I'm posting draft-ietf-managesieve-02 that addresses these comments. Thank
you!

On Tue, 14 Apr 2009 15:36:20 +0200, Arnt Gulbrandsen
<arnt@xxxxxxxxxxxxxxxxxxx> wrote:
> Aaron Stone answers Stephan Bosch:
>>>  - Where the ManageSieve protocol specifies what characters are 
>>>  allowed for a script name, the include extension for the Sieve 
>>>  language does not. Would it be useful to adopt the same 
>>>  limitations? Especially things like '/' can cause problems.
>>
>> Good suggestion. I think this makes sense to give a consistent opinion 
>> on what script names should look like, but on the other hand, perhaps 
>> it's possible that someone isn't using ManageSieve but IS using 
>> include and might need to get at weird names?
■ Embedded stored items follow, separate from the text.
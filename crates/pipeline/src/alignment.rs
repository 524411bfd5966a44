//! Alignment verification model: findings, results and structural checks.
//!
//! Alignment asks whether a node's output faithfully reflects its input: no
//! requirement dropped, nothing invented, nothing silently changed. Structural
//! checks are deterministic and run here; the semantic check is delegated and
//! lives in the `nodes` crate. Both families produce [`AlignmentFinding`]s which
//! are merged into one [`AlignmentResult`].

use serde::{Deserialize, Serialize};
use serde_json::Value;

use crate::condition::lookup;
use crate::{AlignmentScore, DelegateId, DiagnosticSeverity};

// ---------------------------------------------------------------------------
// Findings
// ---------------------------------------------------------------------------

/// What kind of deviation a finding describes.
#[derive(Debug, Clone, Copy, PartialEq, Eq, Hash, Serialize, Deserialize)]
#[serde(rename_all = "snake_case")]
pub enum FindingKind {
    /// Something in the input has no counterpart in the output.
    Missing,
    /// The output contains something the input never asked for.
    Extra,
    /// A value was carried over but changed.
    Modified,
    /// The output can be read in more than one way.
    Ambiguous,
    /// The output goes beyond the permitted scope.
    ScopeExceeded,
}

/// Which check family produced a finding.
#[derive(Debug, Clone, Copy, Default, PartialEq, Eq, Serialize, Deserialize)]
#[serde(rename_all = "snake_case")]
pub enum FindingSource {
    #[default]
    Structural,
    Semantic,
}

/// One alignment deviation.
#[derive(Debug, Clone, PartialEq, Serialize, Deserialize)]
pub struct AlignmentFinding {
    pub kind: FindingKind,
    pub severity: DiagnosticSeverity,
    pub description: String,
    /// Where in the input the finding points, e.g. `specification.requirements[2]`.
    #[serde(default)]
    pub input_reference: Option<String>,
    /// Where in the output the finding points.
    #[serde(default)]
    pub output_reference: Option<String>,
    #[serde(default)]
    pub remediation: Option<String>,
    #[serde(default)]
    pub source: FindingSource,
}

impl AlignmentFinding {
    /// Returns `true` if this finding fails the alignment check regardless of score.
    pub fn is_blocking(&self) -> bool {
        self.severity == DiagnosticSeverity::Blocking
    }
}

// ---------------------------------------------------------------------------
// Result
// ---------------------------------------------------------------------------

/// Outcome of one alignment verification.
///
/// `aligned` is always derived from the other fields:
/// `aligned == (score >= threshold && no blocking finding)`. Construction and
/// deserialisation both recompute it, so a stored result can never disagree
/// with its own findings.
#[derive(Debug, Clone, PartialEq, Serialize, Deserialize)]
#[serde(from = "AlignmentResultRecord", into = "AlignmentResultRecord")]
pub struct AlignmentResult {
    aligned: bool,
    score: AlignmentScore,
    threshold: AlignmentScore,
    findings: Vec<AlignmentFinding>,
    bias_risk: bool,
    judge: Option<DelegateId>,
}

impl AlignmentResult {
    /// Builds a result, deriving the `aligned` flag.
    pub fn new(
        score: AlignmentScore,
        threshold: AlignmentScore,
        findings: Vec<AlignmentFinding>,
    ) -> Self {
        let aligned = score >= threshold && !findings.iter().any(AlignmentFinding::is_blocking);
        Self {
            aligned,
            score,
            threshold,
            findings,
            bias_risk: false,
            judge: None,
        }
    }

    /// Marks the semantic judge and whether it shares the producer's identity.
    pub fn with_judge(mut self, judge: DelegateId, bias_risk: bool) -> Self {
        self.judge = Some(judge);
        self.bias_risk = bias_risk;
        self
    }

    pub fn aligned(&self) -> bool {
        self.aligned
    }

    pub fn score(&self) -> AlignmentScore {
        self.score
    }

    pub fn threshold(&self) -> AlignmentScore {
        self.threshold
    }

    pub fn findings(&self) -> &[AlignmentFinding] {
        &self.findings
    }

    /// `true` when the semantic judge was the same delegate as the producer.
    pub fn bias_risk(&self) -> bool {
        self.bias_risk
    }

    pub fn judge(&self) -> Option<&DelegateId> {
        self.judge.as_ref()
    }

    /// Returns only the blocking findings.
    pub fn blocking_findings(&self) -> impl Iterator<Item = &AlignmentFinding> {
        self.findings.iter().filter(|f| f.is_blocking())
    }
}

#[derive(Clone, Serialize, Deserialize)]
struct AlignmentResultRecord {
    #[serde(default)]
    aligned: bool,
    score: AlignmentScore,
    threshold: AlignmentScore,
    #[serde(default)]
    findings: Vec<AlignmentFinding>,
    #[serde(default)]
    bias_risk: bool,
    #[serde(default)]
    judge: Option<DelegateId>,
}

impl From<AlignmentResultRecord> for AlignmentResult {
    fn from(record: AlignmentResultRecord) -> Self {
        let mut result = Self::new(record.score, record.threshold, record.findings);
        result.bias_risk = record.bias_risk;
        result.judge = record.judge;
        result
    }
}

impl From<AlignmentResult> for AlignmentResultRecord {
    fn from(result: AlignmentResult) -> Self {
        Self {
            aligned: result.aligned,
            score: result.score,
            threshold: result.threshold,
            findings: result.findings,
            bias_risk: result.bias_risk,
            judge: result.judge,
        }
    }
}

/// Merges the structural verdict with an optional semantic verdict.
///
/// The merged score is the lower of the two; findings are concatenated.
pub fn merge_verdicts(
    structural: StructuralVerdict,
    semantic: Option<(AlignmentScore, Vec<AlignmentFinding>)>,
    threshold: AlignmentScore,
) -> AlignmentResult {
    let mut findings = structural.findings;
    let score = match semantic {
        Some((semantic_score, semantic_findings)) => {
            findings.extend(semantic_findings.into_iter().map(|mut f| {
                f.source = FindingSource::Semantic;
                f
            }));
            structural.score.min(semantic_score)
        }
        None => structural.score,
    };
    AlignmentResult::new(score, threshold, findings)
}

// ---------------------------------------------------------------------------
// Configuration
// ---------------------------------------------------------------------------

fn default_threshold() -> f64 {
    0.8
}

/// Alignment configuration of one node, as written in the graph description.
///
/// ```toml
/// [nodes.alignment]
/// threshold = 0.85
/// semantic = true
/// structural = [
///   { check = "items_present", input = "specification.requirements", output = "covered", key = "id" },
/// ]
/// ```
#[derive(Debug, Clone, PartialEq, Serialize, Deserialize)]
pub struct AlignmentConfig {
    #[serde(default)]
    pub structural: Vec<StructuralCheck>,
    /// Whether to run the delegated semantic check.
    #[serde(default)]
    pub semantic: bool,
    #[serde(default = "default_threshold")]
    pub threshold: f64,
}

impl Default for AlignmentConfig {
    fn default() -> Self {
        Self {
            structural: Vec::new(),
            semantic: true,
            threshold: default_threshold(),
        }
    }
}

fn blocking() -> DiagnosticSeverity {
    DiagnosticSeverity::Blocking
}

fn warning() -> DiagnosticSeverity {
    DiagnosticSeverity::Warning
}

/// A deterministic structural check.
///
/// `input` paths are resolved against the node input (an object keyed by
/// upstream node name, plus `work_item`); `output` paths against the node's
/// output. Items are compared by `key` when given and the item is an object,
/// otherwise by value.
#[derive(Debug, Clone, PartialEq, Serialize, Deserialize)]
#[serde(tag = "check", rename_all = "snake_case")]
pub enum StructuralCheck {
    /// Every input item must appear in the output.
    ItemsPresent {
        input: String,
        output: String,
        #[serde(default)]
        key: Option<String>,
        #[serde(default = "blocking")]
        severity: DiagnosticSeverity,
    },
    /// The output must not contain items absent from the input.
    NoExtraItems {
        input: String,
        output: String,
        #[serde(default)]
        key: Option<String>,
        #[serde(default = "warning")]
        severity: DiagnosticSeverity,
    },
    /// Listed fields of matching items must be carried over unchanged.
    ValuesPreserved {
        input: String,
        output: String,
        key: String,
        fields: Vec<String>,
        #[serde(default = "blocking")]
        severity: DiagnosticSeverity,
    },
    /// The output list must not exceed `max` items.
    MaxItems {
        output: String,
        max: usize,
        #[serde(default = "blocking")]
        severity: DiagnosticSeverity,
    },
}

/// Aggregate of all structural checks for one output.
#[derive(Debug, Clone, PartialEq)]
pub struct StructuralVerdict {
    /// Satisfied items over total items; `1.0` when there was nothing to check.
    pub score: AlignmentScore,
    pub findings: Vec<AlignmentFinding>,
}

#[derive(Default)]
struct Tally {
    satisfied: usize,
    total: usize,
    findings: Vec<AlignmentFinding>,
}

/// Runs every check and aggregates the score.
pub fn run_structural_checks(
    checks: &[StructuralCheck],
    input: &Value,
    output: &Value,
) -> StructuralVerdict {
    let mut tally = Tally::default();
    for check in checks {
        check.run(input, output, &mut tally);
    }
    let score = if tally.total == 0 {
        AlignmentScore::PERFECT
    } else {
        AlignmentScore::clamped(tally.satisfied as f64 / tally.total as f64)
    };
    StructuralVerdict {
        score,
        findings: tally.findings,
    }
}

fn split_path(path: &str) -> Vec<String> {
    path.split('.')
        .filter(|s| !s.is_empty())
        .map(str::to_string)
        .collect()
}

fn items_at<'a>(root: &'a Value, path: &str) -> &'a [Value] {
    match lookup(root, &split_path(path)) {
        Some(Value::Array(items)) => items,
        _ => &[],
    }
}

fn identity(item: &Value, key: Option<&str>) -> Value {
    match (item, key) {
        (Value::Object(map), Some(key)) => map.get(key).cloned().unwrap_or(Value::Null),
        _ => item.clone(),
    }
}

fn describe(value: &Value) -> String {
    match value {
        Value::String(s) => s.clone(),
        other => other.to_string(),
    }
}

fn finding(
    kind: FindingKind,
    severity: DiagnosticSeverity,
    description: String,
    input_reference: Option<String>,
    output_reference: Option<String>,
) -> AlignmentFinding {
    AlignmentFinding {
        kind,
        severity,
        description,
        input_reference,
        output_reference,
        remediation: None,
        source: FindingSource::Structural,
    }
}

impl StructuralCheck {
    fn run(&self, input: &Value, output: &Value, tally: &mut Tally) {
        match self {
            Self::ItemsPresent {
                input: in_path,
                output: out_path,
                key,
                severity,
            } => {
                let produced: Vec<Value> = items_at(output, out_path)
                    .iter()
                    .map(|item| identity(item, key.as_deref()))
                    .collect();
                for (index, item) in items_at(input, in_path).iter().enumerate() {
                    tally.total += 1;
                    let id = identity(item, key.as_deref());
                    if produced.contains(&id) {
                        tally.satisfied += 1;
                    } else {
                        let mut f = finding(
                            FindingKind::Missing,
                            *severity,
                            format!("input item '{}' is not present in the output", describe(&id)),
                            Some(format!("{in_path}[{index}]")),
                            Some(out_path.clone()),
                        );
                        f.remediation = Some(format!("address '{}' in {out_path}", describe(&id)));
                        tally.findings.push(f);
                    }
                }
            }
            Self::NoExtraItems {
                input: in_path,
                output: out_path,
                key,
                severity,
            } => {
                let expected: Vec<Value> = items_at(input, in_path)
                    .iter()
                    .map(|item| identity(item, key.as_deref()))
                    .collect();
                for (index, item) in items_at(output, out_path).iter().enumerate() {
                    tally.total += 1;
                    let id = identity(item, key.as_deref());
                    if expected.contains(&id) {
                        tally.satisfied += 1;
                    } else {
                        tally.findings.push(finding(
                            FindingKind::Extra,
                            *severity,
                            format!("output item '{}' has no counterpart in the input", describe(&id)),
                            Some(in_path.clone()),
                            Some(format!("{out_path}[{index}]")),
                        ));
                    }
                }
            }
            Self::ValuesPreserved {
                input: in_path,
                output: out_path,
                key,
                fields,
                severity,
            } => {
                let produced = items_at(output, out_path);
                for (index, item) in items_at(input, in_path).iter().enumerate() {
                    let id = identity(item, Some(key));
                    let Some((out_index, counterpart)) = produced
                        .iter()
                        .enumerate()
                        .find(|(_, candidate)| identity(candidate, Some(key)) == id)
                    else {
                        continue;
                    };
                    for field in fields {
                        tally.total += 1;
                        let before = item.get(field).unwrap_or(&Value::Null);
                        let after = counterpart.get(field).unwrap_or(&Value::Null);
                        if before == after {
                            tally.satisfied += 1;
                        } else {
                            tally.findings.push(finding(
                                FindingKind::Modified,
                                *severity,
                                format!(
                                    "field '{field}' of '{}' changed from {before} to {after}",
                                    describe(&id)
                                ),
                                Some(format!("{in_path}[{index}].{field}")),
                                Some(format!("{out_path}[{out_index}].{field}")),
                            ));
                        }
                    }
                }
            }
            Self::MaxItems {
                output: out_path,
                max,
                severity,
            } => {
                tally.total += 1;
                let count = items_at(output, out_path).len();
                if count <= *max {
                    tally.satisfied += 1;
                } else {
                    tally.findings.push(finding(
                        FindingKind::ScopeExceeded,
                        *severity,
                        format!("{out_path} has {count} items, at most {max} permitted"),
                        None,
                        Some(out_path.clone()),
                    ));
                }
            }
        }
    }
}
Do we care in that 
>> case?
> 
> If so, then they probably will use managesieve at some point anyway.
> 
>>>  - The global command is required to follow 'require' or another 
>>>  global command. I am worried what happens when other extensions 
>>>  have commands with similar requirements. Shouldn't we account for 
>>>  this eventuality?
>>
>> I don't like this restriction anyways. Any objection to lifting it?
> 
> (I don't feel qualified to have an opinion on this issue.)
> 
>>>  - The scope of the :once modifier could be a bit confusing. I am  
>>>  assuming it holds for the whole Sieve execution and not only for 
>>>  the identical include commands within the current script.
>>
>> Correct. Could you suggest how I might clarify that it's the whole 
>> execution? I feel like I'm missing the right word for being inside 
>> one file vs. being inside one delivery/execution instance.
> 
> I think that's enough of an issue that it's worth a whole sentence or
two.
> 
> I like precise words. But sometimes you can be as precise as you want, 
> and someone will read the text after being up half the night with the 
> crying baby and won't get it.
> 
> Or zero words perhaps. Why is :once justified? is "mandatory :once" or 
> ":once not supported" good enough?